Introduction à la deuxième partie
- Type de publication : Chapitre d’ouvrage
- Ouvrage : La Langue arabe dans l'Europe humaniste. 1500-1550
- Pages : 205 à 206
- Collection : Perspectives comparatistes, n° 127
Introduction
à la deuxième partie
Dès la première moitié du xvie siècle, dans un contexte où les érudits s’intéressent de façon renouvellée aux systèmes linguistiques et en proposent des « grammaires », un Espagnol puis un Français font imprimer deux ouvrages qui tentent de grammaticaliser la langue arabe dans une langue romane : L’Arte para ligeramente saber la lengua arábiga de Pedro de Alcalá, dès 1505, et la Grammatica arabica de Guillaume Postel vers 1540. La simple lecture des deux documents, organisés de façon tout à fait différente, montre que si l’humaniste français a peut-être consulté l’ouvrage de l’Espagnol, il ne s’en sert pas. La référence à al-Zanjanī, dans une forme très présente en Orient prouve qu’il puise ses sources dans l’Islam oriental et non au Maghreb ou en Espagne. S’il avait pu rencontrer Nicolas Clénard, il aurait sans doute orienté ses recherches vers l’Espagne ou le Maroc. Dans les faits, le destin de l’humaniste flamand, mort avant de publier sa propre grammaire, la perte de la grammaire de Léon l’Africain, l’intervention politique de François 1er comme le travail idéologique de l’Espagne vieille chrétienne qui rejette toute origine sémitique hors des frontières de la Péninsule se rencontrent pour orientaliser définitivement la langue arabe dans les représentations de l’Europe occidentale. La source légitime est l’Empire ottoman et par conséquent, les informations sur la langue viennent de la tradition grammaticale orientale, riche et parfaitement établie. Elle offre aux arabisants qui suivent Postel des modèles d’institutionnalisation de l’enseignement de la langue, forts d’outils de grammaticalisation que les Européens vont reprendre à la suite de l’humaniste français1.

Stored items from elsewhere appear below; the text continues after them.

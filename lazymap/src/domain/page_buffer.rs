//! PageBuffer domain service - the capacity-bounded set of resident pages.
//!
//! This module contains the `PageBuffer` service which implements the
//! business rules for tracking resident pages: bounded capacity, dirty
//! tracking, oldest-first selection of eviction candidates, and the
//! hand-over of a page to a flusher.

use core::time::Duration;
use std::collections::{BTreeSet, HashMap};
use std::sync::Arc;

use parking_lot::{Condvar, Mutex, MutexGuard};

use crate::domain::{
    entities::{PageDescriptor, PageState},
    error::BufferError,
    slot_arena::{Frame, FreeSlots, SlotArena},
    value_objects::{ConfigError, PageAddress, SlotId},
};

/// Domain service for the shared cache of resident pages.
///
/// `PageBuffer` implements all residency rules:
/// - At most `capacity` descriptors exist at any time, one per slot
/// - A page can only be dirtied while it is present
/// - `oldest_present` is total and deterministic (recency token, then
///   address), and skips pages already claimed by a flusher, so a sweep
///   that claims what it is given always terminates
/// - Removing a descriptor twice is reported, never ignored
///
/// All state sits behind one coarse lock. Multi-step sequences take it once
/// through [`PageBuffer::lock`] and run every step on the returned guard;
/// the lock is not reentrant, so never call the one-shot helpers on the
/// buffer while holding a guard.
///
/// # Examples
///
/// ```
/// use lazymap::domain::{PageAddress, PageBuffer};
///
/// let buffer = PageBuffer::new(2, 4096).unwrap();
/// let mut guard = buffer.lock();
///
/// let a = guard.reserve(PageAddress::new(0x1000)).unwrap();
/// guard.complete_fill(a.address(), false).unwrap();
/// guard.mark_dirty(a.address()).unwrap();
///
/// let oldest = guard.oldest_present().unwrap();
/// assert_eq!(oldest.address(), a.address());
/// assert!(oldest.is_dirty());
/// ```
pub struct PageBuffer {
    state: Mutex<BufferState>,
    changed: Condvar,
    arena: SlotArena,
}

struct BufferState {
    capacity: usize,
    pages: HashMap<PageAddress, PageDescriptor>,
    // Present pages only, ordered by (token, address).
    order: BTreeSet<(u64, PageAddress)>,
    free: FreeSlots,
    next_token: u64,
    leaving: usize,
}

impl BufferState {
    fn issue_token(&mut self) -> u64 {
        let token = self.next_token;
        self.next_token += 1;
        token
    }

    fn entry_mut(&mut self, address: PageAddress) -> Result<&mut PageDescriptor, BufferError> {
        self.pages.get_mut(&address).ok_or(BufferError::NotResident(address))
    }
}

impl PageBuffer {
    /// Create a buffer of `capacity` page slots of `page_size` bytes each.
    ///
    /// All frames are allocated up front.
    ///
    /// # Errors
    ///
    /// See [`SlotArena::new`].
    pub fn new(capacity: usize, page_size: usize) -> Result<Self, ConfigError> {
        let arena = SlotArena::new(capacity, page_size)?;
        Ok(Self {
            state: Mutex::new(BufferState {
                capacity,
                pages: HashMap::with_capacity(capacity),
                order: BTreeSet::new(),
                free: FreeSlots::new(capacity),
                next_token: 0,
                leaving: 0,
            }),
            changed: Condvar::new(),
            arena,
        })
    }

    /// Acquire the buffer lock for a multi-step sequence.
    pub fn lock(&self) -> BufferGuard<'_> {
        BufferGuard {
            buffer: self,
            state: self.state.lock(),
        }
    }

    /// Maximum number of resident pages.
    #[inline]
    pub fn capacity(&self) -> usize {
        self.arena.capacity()
    }

    /// Size of each page in bytes.
    #[inline]
    pub fn page_size(&self) -> usize {
        self.arena.page_size()
    }

    /// The frame backing `slot`.
    pub fn frame(&self, slot: SlotId) -> Option<Arc<Frame>> {
        self.arena.frame(slot).cloned()
    }

    /// Track a present, clean page in a specific free slot.
    ///
    /// # Errors
    ///
    /// See [`BufferGuard::insert`].
    pub fn insert(&self, address: PageAddress, slot: SlotId) -> Result<PageDescriptor, BufferError> {
        self.lock().insert(address, slot)
    }

    /// Look up the descriptor of `address`.
    pub fn lookup(&self, address: PageAddress) -> Option<PageDescriptor> {
        self.lock().lookup(address)
    }

    /// Mark a present page dirty.
    ///
    /// # Errors
    ///
    /// See [`BufferGuard::mark_dirty`].
    pub fn mark_dirty(&self, address: PageAddress) -> Result<PageDescriptor, BufferError> {
        self.lock().mark_dirty(address)
    }

    /// The oldest present page, if any.
    pub fn oldest_present(&self) -> Option<PageDescriptor> {
        self.lock().oldest_present()
    }

    /// Remove a descriptor and free its slot.
    ///
    /// # Errors
    ///
    /// See [`BufferGuard::remove`].
    pub fn remove(&self, descriptor: &PageDescriptor) -> Result<(), BufferError> {
        self.lock().remove(descriptor)
    }

    /// Number of descriptors currently tracked (present, filling or leaving).
    pub fn resident_count(&self) -> usize {
        self.lock().resident_count()
    }

    /// Addresses of every tracked page, in ascending order.
    pub fn resident_addresses(&self) -> Vec<PageAddress> {
        let guard = self.lock();
        let mut addrs: Vec<_> = guard.state.pages.keys().copied().collect();
        addrs.sort_unstable();
        addrs
    }
}

/// Exclusive access to the buffer for the duration of a sequence.
///
/// Dropping the guard releases the lock.
pub struct BufferGuard<'a> {
    buffer: &'a PageBuffer,
    state: MutexGuard<'a, BufferState>,
}

impl BufferGuard<'_> {
    /// Track a present, clean page in the given slot.
    ///
    /// # Errors
    ///
    /// - [`BufferError::CapacityExceeded`] if every slot is occupied
    /// - [`BufferError::AlreadyTracked`] if the address has a descriptor
    /// - [`BufferError::SlotInUse`] if `slot` is occupied or out of range
    pub fn insert(&mut self, address: PageAddress, slot: SlotId) -> Result<PageDescriptor, BufferError> {
        self.check_admission(address)?;
        if !self.state.free.take(slot) {
            return Err(BufferError::SlotInUse(slot));
        }
        let token = self.state.issue_token();
        let desc = PageDescriptor::new(address, slot, PageState::Present, token);
        self.state.pages.insert(address, desc);
        self.state.order.insert((token, address));
        Ok(desc)
    }

    /// Reserve a free slot for `address` before reading it from the Store.
    ///
    /// The descriptor starts in [`PageState::Filling`]: it counts against
    /// capacity and blocks other faults on the same page, but is invisible
    /// to sweeps until [`complete_fill`](Self::complete_fill).
    ///
    /// # Errors
    ///
    /// - [`BufferError::CapacityExceeded`] if no slot is free
    /// - [`BufferError::AlreadyTracked`] if the address has a descriptor
    pub fn reserve(&mut self, address: PageAddress) -> Result<PageDescriptor, BufferError> {
        self.check_admission(address)?;
        let capacity = self.state.capacity;
        let slot = self
            .state
            .free
            .pop()
            .ok_or(BufferError::CapacityExceeded { capacity })?;
        let desc = PageDescriptor::new(address, slot, PageState::Filling, u64::MAX);
        self.state.pages.insert(address, desc);
        Ok(desc)
    }

    /// Mark a reserved page present once its frame holds the Store's data.
    ///
    /// # Errors
    ///
    /// Returns [`BufferError::NotResident`] unless the page is filling.
    pub fn complete_fill(&mut self, address: PageAddress, dirty: bool) -> Result<PageDescriptor, BufferError> {
        let token = self.state.issue_token();
        let desc = self.state.entry_mut(address)?;
        if desc.state() != PageState::Filling {
            return Err(BufferError::NotResident(address));
        }
        desc.set_state(PageState::Present);
        desc.set_token(token);
        if dirty {
            desc.mark_dirty();
        }
        let desc = *desc;
        self.state.order.insert((token, address));
        self.buffer.changed.notify_all();
        Ok(desc)
    }

    /// Drop a reservation whose fill failed and free its slot.
    ///
    /// # Errors
    ///
    /// Returns [`BufferError::NotResident`] unless the page is filling.
    pub fn abort_fill(&mut self, address: PageAddress) -> Result<(), BufferError> {
        match self.state.pages.get(&address) {
            Some(desc) if desc.state() == PageState::Filling => {
                let slot = desc.slot();
                self.state.pages.remove(&address);
                self.state.free.release(slot);
                self.buffer.changed.notify_all();
                Ok(())
            }
            _ => Err(BufferError::NotResident(address)),
        }
    }

    /// Look up the descriptor of `address`.
    pub fn lookup(&self, address: PageAddress) -> Option<PageDescriptor> {
        self.state.pages.get(&address).copied()
    }

    /// Mark a present page dirty. Idempotent.
    ///
    /// # Errors
    ///
    /// Returns [`BufferError::NotResident`] if the page is absent, still
    /// filling, or owned by a flusher.
    pub fn mark_dirty(&mut self, address: PageAddress) -> Result<PageDescriptor, BufferError> {
        let desc = self.state.entry_mut(address)?;
        if !desc.is_present() {
            return Err(BufferError::NotResident(address));
        }
        desc.mark_dirty();
        Ok(*desc)
    }

    /// The present page with the smallest recency token.
    ///
    /// Pages that are filling or claimed are skipped.
    pub fn oldest_present(&self) -> Option<PageDescriptor> {
        let (_, address) = self.state.order.first()?;
        self.state.pages.get(address).copied()
    }

    /// Hand a present page over to the caller for write-back and eviction.
    ///
    /// The page moves to [`PageState::Leaving`]: it stays resident and keeps
    /// its slot, but no fault, sweep or dirty marking touches it until the
    /// claim is resolved by [`remove`](Self::remove) or
    /// [`release_claim`](Self::release_claim).
    ///
    /// # Errors
    ///
    /// Returns [`BufferError::NotResident`] unless the page is present.
    pub fn claim(&mut self, address: PageAddress) -> Result<PageDescriptor, BufferError> {
        let desc = self.state.entry_mut(address)?;
        if !desc.is_present() {
            return Err(BufferError::NotResident(address));
        }
        desc.set_state(PageState::Leaving);
        let desc = *desc;
        self.state.order.remove(&(desc.token(), address));
        self.state.leaving += 1;
        Ok(desc)
    }

    /// Claim the oldest present page whose token is below `before`.
    ///
    /// Passing the value of [`next_token`](Self::next_token) taken at the
    /// start of a sweep restricts the sweep to pages resident at that time.
    pub fn claim_oldest_present(&mut self, before: u64) -> Option<PageDescriptor> {
        let &(token, address) = self.state.order.first()?;
        if token >= before {
            return None;
        }
        self.claim(address).ok()
    }

    /// Return a claimed page to the present set after a failed write-back.
    ///
    /// The page gets a fresh token, becoming the newest resident page.
    ///
    /// # Errors
    ///
    /// Returns [`BufferError::NotResident`] unless the page is leaving.
    pub fn release_claim(&mut self, address: PageAddress) -> Result<PageDescriptor, BufferError> {
        let token = self.state.issue_token();
        let desc = self.state.entry_mut(address)?;
        if desc.state() != PageState::Leaving {
            return Err(BufferError::NotResident(address));
        }
        desc.set_state(PageState::Present);
        desc.set_token(token);
        let desc = *desc;
        self.state.order.insert((token, address));
        self.state.leaving -= 1;
        self.buffer.changed.notify_all();
        Ok(desc)
    }

    /// Clear the dirty flag after a successful write-back.
    ///
    /// # Errors
    ///
    /// Returns [`BufferError::NotResident`] if the page is not tracked.
    pub fn mark_clean(&mut self, address: PageAddress) -> Result<(), BufferError> {
        self.state.entry_mut(address)?.mark_clean();
        Ok(())
    }

    /// Remove `descriptor` from the buffer and free its slot.
    ///
    /// # Errors
    ///
    /// Returns [`BufferError::NotPresent`] if this descriptor was already
    /// removed (the address may since have been refilled under a different
    /// descriptor, which is left untouched).
    pub fn remove(&mut self, descriptor: &PageDescriptor) -> Result<(), BufferError> {
        let address = descriptor.address();
        let current = match self.state.pages.get(&address) {
            Some(d) if d.slot() == descriptor.slot() && d.token() == descriptor.token() => *d,
            _ => return Err(BufferError::NotPresent(address)),
        };
        self.state.pages.remove(&address);
        match current.state() {
            PageState::Leaving => self.state.leaving -= 1,
            _ => {
                self.state.order.remove(&(current.token(), address));
            }
        }
        self.state.free.release(current.slot());
        self.buffer.changed.notify_all();
        Ok(())
    }

    /// Number of tracked descriptors, including filling and leaving pages.
    pub fn resident_count(&self) -> usize {
        self.state.pages.len()
    }

    /// Number of present pages (candidates for eviction).
    pub fn present_count(&self) -> usize {
        self.state.order.len()
    }

    /// Number of pages claimed for write-back or eviction.
    pub fn leaving_count(&self) -> usize {
        self.state.leaving
    }

    /// Number of unoccupied slots.
    pub fn free_slots(&self) -> usize {
        self.state.free.available()
    }

    /// The token the next admitted page will receive.
    pub fn next_token(&self) -> u64 {
        self.state.next_token
    }

    /// Release the lock until another thread changes page state, or until
    /// `timeout` elapses. Returns `true` on timeout.
    pub fn wait_for_change(&mut self, timeout: Duration) -> bool {
        self.buffer.changed.wait_for(&mut self.state, timeout).timed_out()
    }

    fn check_admission(&self, address: PageAddress) -> Result<(), BufferError> {
        if self.state.pages.contains_key(&address) {
            return Err(BufferError::AlreadyTracked(address));
        }
        if self.state.pages.len() >= self.state.capacity {
            return Err(BufferError::CapacityExceeded {
                capacity: self.state.capacity,
            });
        }
        Ok(())
    }
}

206La comparaison des deux ouvrages permet de mettre en évidence les éléments constitutifs de la représentation de la langue arabe dans l’Europe occidentale et leur évolution dans ces années décisives. Cela montre aussi de quelle manière l’enseignement de la langue s’envisage dans les premières années du xvie siècle et quels sont les rapports des deux auteurs avec cet apprentissage. Enfin, l’étude conjointe de ces deux objets exceptionnels révèle des traitements politiques et idéologiques liés aux contextes dans lesquels ils ont été rédigés et publiés.
1 Voir l’article d’Aurélien Girard, « Les manuels de langue arabe en usage en France à la fin de l’Ancien Régime », Manuels d’arabe d’hier et d’aujourd’hui : France et Maghreb, xixe-xxie siècle, Paris, Éditions de la Bibliothèque nationale de France, 2013.